Author metadata about the people that create and maintain the package.

FieldTypeDescriptionMandatory
FullNamestringthe full name of the authoryes
Emailstringthe email address of the authorno
Affiliationstringthe affiliation (e.g. institution) of the authorno
AffiliationLinkstringa link to the affiliation of the authorno

Tags can be any string with an optional ontology annotation from a controlled vocabulary:

FieldTypeDescriptionMandatory
Namestringthe name of the tagyes
TermSourceREFstringReference to a controlled vocabulary sourceno
TermAccessionNumberstringAccession in the referenced controlled vocabulary sourceno

Packages SHOULD be versioned according to the semantic versioning standard. This means that the version number of a package should be incremented according to the following rules:

  • Major version: incremented when you make changes incompatible with previous versions
  • Minor version: incremented when you add functionality in a backwards-compatible manner
  • Patch version: incremented when you make backwards-compatible bug fixes

Validation packages MUST create a folder structure in the folder they are executed in that looks exactly like this:

  • Directory<execution_directory>
    • Directory.arc-validate-results
      • Directory<package-name>@<package_version>
        • validation_report.xml
        • validation_summary.json
        • badge.svg

Meaning for the package invenio with version 3.1.0, the following folder structure MUST be created:

  • Directory<execution_directory>
    • Directory.arc-validate-results
      • Directoryinvenio@3.1.0
        • validation_report.xml
        • validation_summary.json
        • badge.svg

A file in JUnit XML format named validation_report.xml MUST be created inside the package output folder. This file contains detailed information about all validation cases executed by the package, including their status (passed, failed,errored), execution time, and any error messages or stack traces.

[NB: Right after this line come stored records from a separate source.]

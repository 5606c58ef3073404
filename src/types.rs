//! Shared roster value types.

use serde::{Deserialize, Serialize};

/// One participant name. Always trimmed and non-empty once stored.
pub type Entry = String;
/// Insertion-ordered, duplicate-free list of entries.
pub type Roster = Vec<Entry>;

/// Two distinct entries selected by a draw.
#[derive(Debug, Clone, PartialEq, Eq, Serialize, Deserialize)]
pub struct DrawPair {
    /// First winner.
    pub first: Entry,
    /// Second winner, never equal to `first`.
    pub second: Entry,
}

impl DrawPair {
    /// Returns both winners in draw order.
    pub fn into_array(self) -> [Entry; 2] {
        [self.first, self.second]
    }

    /// True if `name` is one of the two winners.
    pub fn contains(&self, name: &str) -> bool {
        self.first == name || self.second == name
    }
}

impl From<DrawPair> for (Entry, Entry) {
    fn from(value: DrawPair) -> Self {
        (value.first, value.second)
    }
}

/// Trims `raw` and returns it if anything is left.
pub fn normalize_entry(raw: &str) -> Option<&str> {
    let trimmed = raw.trim();
    if trimmed.is_empty() {
        None
    } else {
        Some(trimmed)
    }
}
//! Runtime event stream payloads.

use crate::types::{DrawPair, Entry};

/// Events emitted after a roster operation succeeds.
#[derive(Debug, Clone, PartialEq, Eq)]
pub enum RosterEvent {
    /// A name was appended.
    Added {
        /// Appended name, trimmed.
        name: Entry,
    },
    /// A name was removed.
    Deleted {
        /// Removed name.
        name: Entry,
    },
    /// A pair of winners was drawn.
    Drawn {
        /// Drawn winners.
        pair: DrawPair,
    },
}
//! Startup configuration.

use std::path::PathBuf;

/// Default backing file name.
pub const DEFAULT_DATA_FILE: &str = "names.txt";

/// Settings for opening a roster service.
#[derive(Debug, Clone)]
pub struct RosterConfig {
    /// Roster file; created empty on open if missing.
    pub data_path: PathBuf,
    /// Buffered [`crate::runtime::events::RosterEvent`]s per subscriber.
    pub event_capacity: usize,
}

impl Default for RosterConfig {
    fn default() -> Self {
        Self {
            data_path: PathBuf::from(DEFAULT_DATA_FILE),
            event_capacity: 1024,
        }
    }
}

impl RosterConfig {
    /// Default settings with a different data file.
    pub fn with_data_path(path: impl Into<PathBuf>) -> Self {
        Self {
            data_path: path.into(),
            ..Self::default()
        }
    }
}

A SVG badge named badge.svg MUST be created inside the package output folder. This badge summarizes the overall validation status of the package execution. The badge SHOULD indicate whether the validation passed or failed, and MAY include additional information such as the number of tests executed or the percentage of tests passed. This badge will be displayed on the ARC homepage.

A JSON file named validation_summary.json MUST be created inside the package output folder. This file contains a summary of the validation results, including the total number of tests executed, the number of tests passed, failed, and errored, as well as other information necessary to trigger downstream processes in CQC pipelines.

Current schema is available in the ARC specification

To submit a validation package to the ARC Validation Package Registry (AVPR) go to the AVPR repository in GitHub and file a PR as stated in the repository’s README.